**WHAT THIS TASK INVOLVES:**
Scan the material for the word "EnumLiteral", and copy each line where it shows up.

**INFORMATION SUPPLIED:**
== Segment start ==

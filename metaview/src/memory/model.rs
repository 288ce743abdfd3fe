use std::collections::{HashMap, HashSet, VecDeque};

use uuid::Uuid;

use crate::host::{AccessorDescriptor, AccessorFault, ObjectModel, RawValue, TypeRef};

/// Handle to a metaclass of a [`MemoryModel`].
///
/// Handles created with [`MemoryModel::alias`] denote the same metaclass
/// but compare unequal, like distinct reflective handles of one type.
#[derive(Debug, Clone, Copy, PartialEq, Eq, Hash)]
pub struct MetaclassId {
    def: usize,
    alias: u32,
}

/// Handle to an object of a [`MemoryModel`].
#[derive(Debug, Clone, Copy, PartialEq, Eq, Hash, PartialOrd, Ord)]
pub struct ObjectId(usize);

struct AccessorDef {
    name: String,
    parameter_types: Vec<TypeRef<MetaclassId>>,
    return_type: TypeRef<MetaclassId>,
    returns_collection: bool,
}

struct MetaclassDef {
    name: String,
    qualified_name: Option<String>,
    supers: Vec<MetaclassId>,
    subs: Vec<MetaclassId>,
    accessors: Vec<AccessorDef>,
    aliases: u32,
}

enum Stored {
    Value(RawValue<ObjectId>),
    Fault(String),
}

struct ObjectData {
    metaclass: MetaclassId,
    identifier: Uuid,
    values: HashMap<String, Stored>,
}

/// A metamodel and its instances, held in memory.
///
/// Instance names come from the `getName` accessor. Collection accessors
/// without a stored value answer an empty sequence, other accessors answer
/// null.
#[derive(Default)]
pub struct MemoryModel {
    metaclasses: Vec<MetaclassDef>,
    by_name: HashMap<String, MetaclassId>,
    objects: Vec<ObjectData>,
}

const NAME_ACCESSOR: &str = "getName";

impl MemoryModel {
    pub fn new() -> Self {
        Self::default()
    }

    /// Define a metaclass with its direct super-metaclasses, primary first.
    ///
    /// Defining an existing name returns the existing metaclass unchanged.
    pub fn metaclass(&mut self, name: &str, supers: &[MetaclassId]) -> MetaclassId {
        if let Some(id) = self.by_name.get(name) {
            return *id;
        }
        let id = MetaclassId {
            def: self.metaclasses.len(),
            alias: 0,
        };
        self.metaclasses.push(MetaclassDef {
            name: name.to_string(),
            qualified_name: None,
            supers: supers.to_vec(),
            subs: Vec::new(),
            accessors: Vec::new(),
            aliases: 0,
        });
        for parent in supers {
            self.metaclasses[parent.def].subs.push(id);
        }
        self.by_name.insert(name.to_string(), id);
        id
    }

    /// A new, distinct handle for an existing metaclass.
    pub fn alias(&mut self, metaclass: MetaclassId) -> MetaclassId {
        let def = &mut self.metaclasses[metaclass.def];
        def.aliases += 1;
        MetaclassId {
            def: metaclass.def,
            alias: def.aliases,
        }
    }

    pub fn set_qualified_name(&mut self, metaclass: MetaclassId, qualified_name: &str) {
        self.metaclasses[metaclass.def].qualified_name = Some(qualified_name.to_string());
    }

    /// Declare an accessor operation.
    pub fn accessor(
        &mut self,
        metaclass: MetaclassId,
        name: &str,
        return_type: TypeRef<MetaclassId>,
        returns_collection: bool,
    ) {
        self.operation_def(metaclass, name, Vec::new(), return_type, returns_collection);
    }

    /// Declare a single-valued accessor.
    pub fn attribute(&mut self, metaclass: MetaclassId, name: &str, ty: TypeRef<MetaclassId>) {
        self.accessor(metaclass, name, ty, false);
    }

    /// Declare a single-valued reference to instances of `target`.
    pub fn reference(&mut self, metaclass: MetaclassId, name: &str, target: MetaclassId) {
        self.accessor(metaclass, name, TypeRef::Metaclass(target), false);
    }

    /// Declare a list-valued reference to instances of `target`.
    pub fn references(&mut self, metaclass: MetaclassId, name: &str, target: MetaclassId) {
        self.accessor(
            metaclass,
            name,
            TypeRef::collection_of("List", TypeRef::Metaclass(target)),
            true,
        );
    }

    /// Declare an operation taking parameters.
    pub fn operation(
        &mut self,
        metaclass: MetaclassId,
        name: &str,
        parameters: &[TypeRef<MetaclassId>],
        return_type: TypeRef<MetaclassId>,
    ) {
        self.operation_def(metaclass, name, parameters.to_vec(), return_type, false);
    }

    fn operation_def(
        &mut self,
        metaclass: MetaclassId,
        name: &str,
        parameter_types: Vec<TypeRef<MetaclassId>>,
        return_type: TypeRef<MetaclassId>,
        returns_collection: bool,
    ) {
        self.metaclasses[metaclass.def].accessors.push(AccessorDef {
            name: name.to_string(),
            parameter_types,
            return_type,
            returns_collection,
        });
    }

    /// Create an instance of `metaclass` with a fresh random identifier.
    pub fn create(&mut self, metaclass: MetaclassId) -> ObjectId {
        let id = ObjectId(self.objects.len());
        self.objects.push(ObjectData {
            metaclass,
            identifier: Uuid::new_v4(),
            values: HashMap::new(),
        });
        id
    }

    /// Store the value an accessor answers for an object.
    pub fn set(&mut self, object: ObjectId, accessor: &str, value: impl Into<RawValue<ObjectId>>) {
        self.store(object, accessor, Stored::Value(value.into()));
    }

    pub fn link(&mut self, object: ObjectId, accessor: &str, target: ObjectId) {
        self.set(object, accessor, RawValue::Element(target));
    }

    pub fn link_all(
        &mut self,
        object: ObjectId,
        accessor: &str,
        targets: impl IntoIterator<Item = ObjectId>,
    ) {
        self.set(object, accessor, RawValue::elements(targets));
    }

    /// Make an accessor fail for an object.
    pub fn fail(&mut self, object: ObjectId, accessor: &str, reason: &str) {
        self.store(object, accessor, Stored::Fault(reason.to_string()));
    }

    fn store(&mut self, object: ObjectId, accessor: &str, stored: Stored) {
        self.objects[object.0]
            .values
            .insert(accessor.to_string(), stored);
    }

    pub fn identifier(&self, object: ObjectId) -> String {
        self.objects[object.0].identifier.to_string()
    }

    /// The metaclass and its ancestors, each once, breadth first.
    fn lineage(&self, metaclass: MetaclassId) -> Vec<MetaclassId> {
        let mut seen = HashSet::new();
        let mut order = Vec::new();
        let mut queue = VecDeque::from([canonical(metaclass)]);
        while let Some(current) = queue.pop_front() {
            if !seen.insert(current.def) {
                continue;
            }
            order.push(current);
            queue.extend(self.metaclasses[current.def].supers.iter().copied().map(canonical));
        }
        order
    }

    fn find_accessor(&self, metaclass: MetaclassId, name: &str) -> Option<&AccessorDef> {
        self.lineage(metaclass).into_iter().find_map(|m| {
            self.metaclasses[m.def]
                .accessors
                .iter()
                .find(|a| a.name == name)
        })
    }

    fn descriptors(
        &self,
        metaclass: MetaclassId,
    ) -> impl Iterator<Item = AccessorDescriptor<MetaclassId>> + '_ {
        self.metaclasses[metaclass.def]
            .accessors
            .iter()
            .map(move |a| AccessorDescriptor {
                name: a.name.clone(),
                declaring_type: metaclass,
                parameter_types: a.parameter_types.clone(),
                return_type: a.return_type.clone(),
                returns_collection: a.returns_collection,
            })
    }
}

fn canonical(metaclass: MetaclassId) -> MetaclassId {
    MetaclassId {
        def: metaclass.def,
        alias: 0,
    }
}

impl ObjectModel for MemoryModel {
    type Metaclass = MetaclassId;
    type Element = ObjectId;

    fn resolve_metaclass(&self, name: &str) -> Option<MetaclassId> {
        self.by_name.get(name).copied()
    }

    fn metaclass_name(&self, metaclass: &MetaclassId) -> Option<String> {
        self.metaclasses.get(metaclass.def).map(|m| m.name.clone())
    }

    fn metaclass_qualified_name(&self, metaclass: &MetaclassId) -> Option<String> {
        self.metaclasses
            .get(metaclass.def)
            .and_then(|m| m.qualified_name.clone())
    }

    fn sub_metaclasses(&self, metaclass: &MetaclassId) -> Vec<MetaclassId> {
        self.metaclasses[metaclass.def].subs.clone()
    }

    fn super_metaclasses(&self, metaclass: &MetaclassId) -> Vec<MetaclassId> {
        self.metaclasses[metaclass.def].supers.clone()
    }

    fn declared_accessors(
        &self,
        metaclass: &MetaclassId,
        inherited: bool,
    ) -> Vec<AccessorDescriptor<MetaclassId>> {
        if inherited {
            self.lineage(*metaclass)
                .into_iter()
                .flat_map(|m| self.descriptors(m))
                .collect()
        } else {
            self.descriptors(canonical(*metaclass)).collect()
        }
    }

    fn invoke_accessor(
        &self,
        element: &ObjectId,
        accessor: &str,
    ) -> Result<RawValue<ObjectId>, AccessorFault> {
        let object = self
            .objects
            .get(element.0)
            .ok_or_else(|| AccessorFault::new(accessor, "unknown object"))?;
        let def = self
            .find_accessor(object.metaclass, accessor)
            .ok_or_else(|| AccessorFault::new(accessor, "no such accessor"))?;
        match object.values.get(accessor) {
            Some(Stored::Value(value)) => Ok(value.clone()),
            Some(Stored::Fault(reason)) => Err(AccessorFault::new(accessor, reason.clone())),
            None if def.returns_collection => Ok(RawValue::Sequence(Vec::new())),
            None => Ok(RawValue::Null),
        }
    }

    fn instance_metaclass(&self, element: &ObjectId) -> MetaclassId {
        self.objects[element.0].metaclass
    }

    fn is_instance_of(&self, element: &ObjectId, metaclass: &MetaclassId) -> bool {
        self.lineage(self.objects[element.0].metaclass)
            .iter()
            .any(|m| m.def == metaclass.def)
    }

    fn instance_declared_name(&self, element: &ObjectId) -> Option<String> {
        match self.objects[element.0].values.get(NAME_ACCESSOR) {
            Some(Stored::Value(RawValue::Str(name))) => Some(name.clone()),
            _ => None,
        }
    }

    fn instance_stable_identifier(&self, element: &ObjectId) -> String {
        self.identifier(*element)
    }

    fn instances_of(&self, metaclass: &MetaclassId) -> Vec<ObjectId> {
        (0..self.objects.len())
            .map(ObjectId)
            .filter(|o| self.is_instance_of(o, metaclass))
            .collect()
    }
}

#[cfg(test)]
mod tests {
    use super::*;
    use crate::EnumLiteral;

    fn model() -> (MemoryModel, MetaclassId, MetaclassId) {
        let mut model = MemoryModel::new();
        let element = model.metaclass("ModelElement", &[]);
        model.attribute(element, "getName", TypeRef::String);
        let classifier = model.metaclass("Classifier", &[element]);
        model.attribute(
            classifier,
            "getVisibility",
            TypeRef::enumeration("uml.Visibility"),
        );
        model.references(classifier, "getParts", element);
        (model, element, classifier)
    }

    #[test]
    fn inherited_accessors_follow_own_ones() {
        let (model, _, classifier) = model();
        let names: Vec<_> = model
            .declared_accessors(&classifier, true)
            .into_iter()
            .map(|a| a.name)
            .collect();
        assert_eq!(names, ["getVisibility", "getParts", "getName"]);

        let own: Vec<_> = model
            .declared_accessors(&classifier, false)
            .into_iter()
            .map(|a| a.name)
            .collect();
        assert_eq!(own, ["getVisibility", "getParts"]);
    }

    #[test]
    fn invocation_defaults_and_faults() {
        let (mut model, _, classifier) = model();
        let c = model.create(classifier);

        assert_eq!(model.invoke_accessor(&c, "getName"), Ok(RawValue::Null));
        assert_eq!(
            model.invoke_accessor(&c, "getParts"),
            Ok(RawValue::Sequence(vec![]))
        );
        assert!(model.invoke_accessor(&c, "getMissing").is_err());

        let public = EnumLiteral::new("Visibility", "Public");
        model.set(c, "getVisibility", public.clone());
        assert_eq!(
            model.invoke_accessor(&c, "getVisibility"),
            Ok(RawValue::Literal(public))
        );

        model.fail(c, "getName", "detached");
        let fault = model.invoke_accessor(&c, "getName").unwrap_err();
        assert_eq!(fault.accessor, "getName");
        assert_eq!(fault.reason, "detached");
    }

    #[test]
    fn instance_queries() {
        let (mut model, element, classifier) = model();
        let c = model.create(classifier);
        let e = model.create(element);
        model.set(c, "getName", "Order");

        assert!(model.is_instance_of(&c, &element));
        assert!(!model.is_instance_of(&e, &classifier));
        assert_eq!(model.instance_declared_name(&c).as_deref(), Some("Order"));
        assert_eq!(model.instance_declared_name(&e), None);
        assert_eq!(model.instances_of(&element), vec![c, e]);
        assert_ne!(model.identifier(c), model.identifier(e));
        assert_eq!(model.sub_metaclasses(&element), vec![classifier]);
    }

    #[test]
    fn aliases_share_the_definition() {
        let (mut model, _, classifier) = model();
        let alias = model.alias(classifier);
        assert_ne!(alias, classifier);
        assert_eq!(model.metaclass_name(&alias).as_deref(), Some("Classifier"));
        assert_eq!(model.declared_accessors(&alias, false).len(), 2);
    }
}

== Segment end ==

**SOLUTION BELOW:**
    use crate::EnumLiteral;
        let public = EnumLiteral::new("Visibility", "Public");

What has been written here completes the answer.